Efforts To Increase The Food Supply Through Herbicide Resistant Plants

799 words - 4 pages

The increase of food supply can solve the hunger and poverty problem in certain countries in the world due to food shortage crisis. According to Thayer (1999), there is 71% of the land is planted with herbicide–tolerant plants compared to insecticide–resistant crops. Crops can be genetically modified into herbicide–tolerant crops in order to increase their resistance towards herbicide as well as to prolong their life spans (Uzogara, 2000). Therefore, herbicides can destroy many target weeds which can affect the normal growth of crops effectively but not the crops itselves (Chemical Control, 2012; Thayer, 1999). However, traditional crops will suffer ‘knock–back’ to its growth as herbicide also kills the crops, at the same time affecting crop survival and causing the reduction of food supply (Brookes & Barfoot, 2011). Thus, scientists came out with the idea where herbicide–tolerant crops are created to encounter this problem by preventing the crops from being destroyed by the herbicide. This ensures stable supply of food and increases shelf lives of crops. The examples of genetically modified herbicide–tolerant crops are corn, cotton, soybeans, maize and canola (Brookes & Barfoot, 2006; Brookes & Barfoot, 2011; Uzogara, 2000).
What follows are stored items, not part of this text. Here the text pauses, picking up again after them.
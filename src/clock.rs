// src/clock.rs

//! Wall-clock abstraction.
//!
//! Schedules are evaluated against local wall time and backups are named by
//! Unix timestamp. Both go through a [`Clock`] so tests can pin the time.

use std::fmt::Debug;
use std::sync::Mutex;

use chrono::{Duration, Local, NaiveDateTime};

pub trait Clock: Send + Sync + Debug {
    /// Current local wall time (no timezone attached).
    fn now(&self) -> NaiveDateTime;

    /// Seconds since the Unix epoch.
    fn unix_timestamp(&self) -> i64;
}

/// The real clock, backed by `chrono::Local`.
#[derive(Debug, Clone, Copy, Default)]
pub struct SystemClock;

impl Clock for SystemClock {
    fn now(&self) -> NaiveDateTime {
        Local::now().naive_local()
    }

    fn unix_timestamp(&self) -> i64 {
        Local::now().timestamp()
    }
}

/// A clock that only moves when told to.
///
/// The stored wall time is interpreted as UTC when a Unix timestamp is
/// requested.
#[derive(Debug)]
pub struct ManualClock {
    now: Mutex<NaiveDateTime>,
}

impl ManualClock {
    pub fn new(start: NaiveDateTime) -> Self {
        Self {
            now: Mutex::new(start),
        }
    }

    pub fn set(&self, now: NaiveDateTime) {
        *self.lock() = now;
    }

    pub fn advance(&self, by: Duration) {
        let mut guard = self.lock();
        *guard += by;
    }

    fn lock(&self) -> std::sync::MutexGuard<'_, NaiveDateTime> {
        // A poisoned clock still holds a valid timestamp.
        self.now.lock().unwrap_or_else(|e| e.into_inner())
    }
}

impl Clock for ManualClock {
    fn now(&self) -> NaiveDateTime {
        *self.lock()
    }

    fn unix_timestamp(&self) -> i64 {
        self.lock().and_utc().timestamp()
    }
}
Herbicide tolerant crops are able to preserve upper layer soil, conserve tillage systems and protect water quality (Brookes & Barfoot, 2011; Thayer, 1999; Uzogara, 2000). Herbicide functions to prevent soil erosion and water loss as it reduces the need for cultivation (Chemical control, 2012). Ploughing activity can be reduced, hence saving labour and fuel costs. Furthermore, genetically modified technology allows farmers to use broad–spectrum herbicides against weeds (Brookes & Barfoot, 2011; Uzogara, 2000). Moreover, Brookes and Barfoot (2011) mentioned that this herbicide–tolerant technology which produces cleaner crops also assists in reducing harvesting time and cost, at the same time increases the harvest quality. This technology is environmental friendly as it promotes reduced– or no–tillage production system which produces less carbon (Brookes & Barfoot, 2006). The conventional tillage which emits global greenhouse gas and involves higher energy consumption can hence be reduced (Brookes & Barfoot, 2006).
In addition, farming of herbicide–tolerant crops can be used as alternative rather than using agro–chemicals. This eventually induces higher productivity and reduction of cost as less agro–chemicals are required. Hence, it increases the profits gained through the farming of herbicide tolerant crops. There are Gross Domestic Product (GDP) and economy...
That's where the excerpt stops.